Nearly four years later, the results of the 2016 U.S. presidential election are still shocking. Polls showed Hillary Clinton with a significant lead over Donald Trump, almost guaranteeing the win and appointment of America’s first female president. Victory parties were planned. Fist bumps and high fives were going around. But the polls were wrong. Across the pond, polls got it wrong again in the UK with the Brexit referendum. It seemed that those tasked with gauging public sentiment couldn’t seem to find it’s pulse. However, the “USC/L.A. Times Daybreak Tracking Poll” got it right. This was one of a few Polls that predicted Trump had a lead over Hillary.
As a market researcher, and, dare I say, data collections expert, I have a few thoughts on why the polls were so wrong and how the L.A. Times got it right and what it means for future polls. In short, most polls surveyed people that were not truthful about their voting intentions. It’s also difficult to predict enthusiasm and voter turnout. But the small data sample sizes commonly used and the lack of data weighting are most alarming, and that is where I’ll focus. Let’s take a closer look at both.
How can a poll of only 1,004 Americans represent 260 million people with a 3% margin of error? The answer boils down to representation. Should more interviews have been conducted to get a better representation of votes, thus more precise predictions? Perhaps, but considering the methodology – phone surveys – factors of time and costs are at play. Despite online sampling technology, many pollsters still use traditional survey methods via phone.

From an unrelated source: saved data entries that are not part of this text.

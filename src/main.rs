//! # boilerplate
//!
//! Keeps the copyright header at the top of every source file current.

use anyhow::Result;
use boilerplate::cli::{Cli, run};

fn main() -> Result<()> {
  let cli = Cli::parse_args();
  run(cli.run_args)
}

The demise of landlines is shrinking the pool of potential phone respondents. Cell phones are not the best predictor of where people live. For example, someone may move to Nevada from California, but keeps his or her cell phone number because it’s just easier, right? Pollsters surveying in California call the cell phone number only to discover that the number's owner now lives in Nevada. Cell phones pose a geographic challenge and have limited sample pools.

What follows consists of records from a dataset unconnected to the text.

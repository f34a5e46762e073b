use std::sync::atomic::{AtomicU8, Ordering};

use clap::ValueEnum;
use tracing_subscriber::EnvFilter;

/// Global output mode (normal, quiet or verbose).
///
/// This is initialized to `Normal` and changed once from the command line.
static OUTPUT_MODE: AtomicU8 = AtomicU8::new(0);

#[derive(Debug, Clone, Copy, PartialEq, Eq)]
enum OutputMode {
  Normal = 0,
  Quiet = 1,
  Verbose = 2,
}

impl OutputMode {
  /// Convert from u8 to OutputMode
  const fn from_u8(value: u8) -> Self {
    match value {
      1 => OutputMode::Quiet,
      2 => OutputMode::Verbose,
      _ => OutputMode::Normal,
    }
  }
}

/// Enum representing the color mode options.
#[derive(Debug, Clone, Copy, PartialEq, Eq, Default, ValueEnum)]
pub enum ColorMode {
  /// Automatically determine whether to use colors based on TTY detection
  #[default]
  Auto,
  /// Never use colors
  Never,
  /// Always use colors
  Always,
}

impl ColorMode {
  /// Makes every `if_supports_color` call follow this mode.
  pub fn apply(self) {
    match self {
      ColorMode::Auto => owo_colors::unset_override(),
      ColorMode::Never => owo_colors::set_override(false),
      ColorMode::Always => owo_colors::set_override(true),
    }
  }
}

/// Sets the global verbose logging flag.
///
/// When verbose logging is enabled, the [`verbose_log!`](crate::verbose_log)
/// macro will output messages to stderr.
pub fn set_verbose() {
  OUTPUT_MODE.store(OutputMode::Verbose as u8, Ordering::SeqCst);
}

/// Suppresses all progress output; only errors are reported.
pub fn set_quiet() {
  OUTPUT_MODE.store(OutputMode::Quiet as u8, Ordering::SeqCst);
}

/// Checks if verbose logging is currently enabled.
pub fn is_verbose() -> bool {
  let mode_u8 = OUTPUT_MODE.load(Ordering::SeqCst);
  matches!(OutputMode::from_u8(mode_u8), OutputMode::Verbose)
}

/// Checks if quiet mode is currently enabled.
pub fn is_quiet() -> bool {
  let mode_u8 = OUTPUT_MODE.load(Ordering::SeqCst);
  matches!(OutputMode::from_u8(mode_u8), OutputMode::Quiet)
}

/// Maps `-q` / `-v` counts to a default tracing level.
pub const fn default_level(quiet: bool, verbose: u8) -> &'static str {
  if quiet {
    return "error";
  }
  match verbose {
    0 => "warn",
    1 => "info",
    2 => "debug",
    _ => "trace",
  }
}

/// Initialize the tracing subscriber for structured diagnostics on stderr.
///
/// `RUST_LOG` takes precedence over the level derived from the flags.
/// Calling this more than once is harmless.
pub fn init_tracing(quiet: bool, verbose: u8) {
  let filter = EnvFilter::try_from_default_env().unwrap_or_else(|_| EnvFilter::new(default_level(quiet, verbose)));

  let _ = tracing_subscriber::fmt()
    .with_env_filter(filter)
    .with_writer(std::io::stderr)
    .with_target(false)
    .without_time()
    .compact()
    .try_init();
}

In a recent poll, phone interviews with a sample size of a little more than a 1,000 people were conducted to predict the current front runner of the Democratic 2020 primaries. Déjà vu, 2016. For the past 25 years, the internet has been the biggest source of data, yet, all the network polls that I’ve seen have most of their data collection conducted offline. One firm that understood the power of massive online data collections is Cambridge Analytica. They were at the center of controversy for using Facebook’s data to gather insights for the Trump campaign. How did they collect so much data? Cambridge Analytica created a quiz (survey) that was exposed to about 87 million Facebook users via a Loophole API. Whatever your opinion might be about Cambridge Analytica, they were able to gather millions of data points from people by using the internet. This gave them the tools to generate better insights predictions than phone polling. My point is that sample size matters. This is the perfect segue into my earlier example of the L.A. Times and their ability to properly weigh data to produce a more reliable Poll. Again, they did so well that they were one of the only polls to predict Trump’s win in 2016 accurately.

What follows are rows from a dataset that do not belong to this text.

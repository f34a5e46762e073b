//! # File Collector Module
//!
//! This module walks the tree and lists the candidate files, in a stable
//! order, skipping hidden and excluded directories.

use std::collections::BTreeSet;
use std::path::{Path, PathBuf};

use glob::Pattern;
use tracing::{debug, warn};
use walkdir::{DirEntry, WalkDir};

/// A file found while walking the tree.
#[derive(Debug, Clone, PartialEq, Eq)]
pub enum Candidate {
  /// The file name is in the excluded set.
  Excluded(PathBuf),
  /// The file should be considered for a header.
  File(PathBuf),
}

/// File collector for directory traversal.
///
/// The `FileCollector` handles:
/// - Pruning directories whose name starts with `.` or is excluded
/// - Flagging files whose name matches an excluded name or pattern
/// - Returning files in a deterministic order (sorted by name per directory)
pub struct FileCollector {
  exclude_dirs: BTreeSet<String>,
  exclude_files: Vec<String>,
  exclude_patterns: Vec<Pattern>,
}

impl FileCollector {
  /// Creates a new FileCollector.
  ///
  /// # Parameters
  ///
  /// * `exclude_dirs` - Directory names that are not descended into
  /// * `exclude_files` - File names, or glob patterns over file names, to skip
  pub fn new(exclude_dirs: BTreeSet<String>, exclude_files: Vec<String>) -> Self {
    let exclude_patterns = exclude_files
      .iter()
      .filter_map(|name| match Pattern::new(name) {
        Ok(pattern) => Some(pattern),
        Err(e) => {
          debug!("Excluded file name '{}' is not a glob pattern ({}); matching it literally", name, e);
          None
        }
      })
      .collect();

    Self {
      exclude_dirs,
      exclude_files,
      exclude_patterns,
    }
  }

  /// Whether a directory should be pruned from the walk.
  pub fn is_excluded_dir(&self, name: &str) -> bool {
    name.starts_with('.') || self.exclude_dirs.contains(name)
  }

  /// Whether a file name is in the excluded set.
  pub fn is_excluded_file(&self, name: &str) -> bool {
    self.exclude_files.iter().any(|excluded| excluded == name)
      || self.exclude_patterns.iter().any(|pattern| pattern.matches(name))
  }

  /// Walks `root` and returns every regular file below it.
  ///
  /// Unreadable directories are logged and skipped.
  pub fn collect(&self, root: &Path) -> Vec<Candidate> {
    debug!("Scanning directory: {}", root.display());
    let start_time = std::time::Instant::now();

    let mut candidates = Vec::new();
    let walker = WalkDir::new(root)
      .sort_by_file_name()
      .into_iter()
      .filter_entry(|entry| entry.depth() == 0 || !entry.file_type().is_dir() || !self.is_excluded_dir(&file_name(entry)));

    for entry in walker {
      let entry = match entry {
        Ok(entry) => entry,
        Err(e) => {
          warn!("Error walking {}: {}", root.display(), e);
          continue;
        }
      };

      if !entry.file_type().is_file() {
        continue;
      }

      let path = entry.into_path();
      let excluded = path
        .file_name()
        .and_then(|name| name.to_str())
        .is_some_and(|name| self.is_excluded_file(name));

      candidates.push(if excluded {
        Candidate::Excluded(path)
      } else {
        Candidate::File(path)
      });
    }

    debug!(
      "Found {} files in {}ms",
      candidates.len(),
      start_time.elapsed().as_millis()
    );

    candidates
  }
}

fn file_name(entry: &DirEntry) -> String {
  entry.file_name().to_string_lossy().into_owned()
}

Data weighting is used to adjust the results of a study to bring it more in line with what is known of a population. For example, if the Census says that 10% of Americans are African American, then a Poll will survey 100 African Americans and use their response to represent 10% of African Americans (roughly 30 million) in the country. The same goes for Hispanics, Non-Hispanic Whites/Caucasians, and so on. That is what I call “macro-weighing.” On a more granular level, polls that survey ten low-income African Americans in the South will not represent higher-income African Americans in the South, and vice versa. The results will vary based on income and education. Similarly, for US Hispanics, the data must be weighted on acculturation level, age, income, and education. Acculturated Hispanics with 100k+ income won’t represent lower-income acculturated Hispanics or unacculturated middle-class Hispanics.
But data weighting does not just apply to ethnic groups. The same goes for Non-Hispanic Whites/Caucasians. For instance, in 2016, there were several voters in Pennsylvania, Michigan, and Wisconsin who came out to the polls for the first time which skewed results of polls not appropriately weighted. L.A. Times was the only company to weight the data differently. Opting to micro weight the data enabled them to discover that a higher number of minorities planned to vote for Trump and locate the first-time voters. Researchers at the publication were heavily criticized for their strategies, but they got it right. For those who doubt the methodology, L.A. Times also predicted Obama as a winner in 2008 and 2012. Choosing to micro weight the data gave them a more diverse data set and the ability to survey triple the number of people than the rest of the polls who got it wrong.
In summary, polls that got the 2016 election right did three things: used the biggest database, collected a much bigger and diverse sample size, and micro weighted the data. The polls that got it wrong did none of these things.
Polling does not have to be controversial, but it should be thorough. Data collections can also be done by reputable sample companies that understand how to use data technology to gather bigger sample sizes. As I mentioned, the internet is the largest source of sample, and if done correctly and with integrity, controversy can be avoided. Online sample companies can use the power of programmatic sampling, online panels, and proper AI technology to conduct political polls that provide consumers with accurate data and analysis with the insights they need to inform their campaign strategy.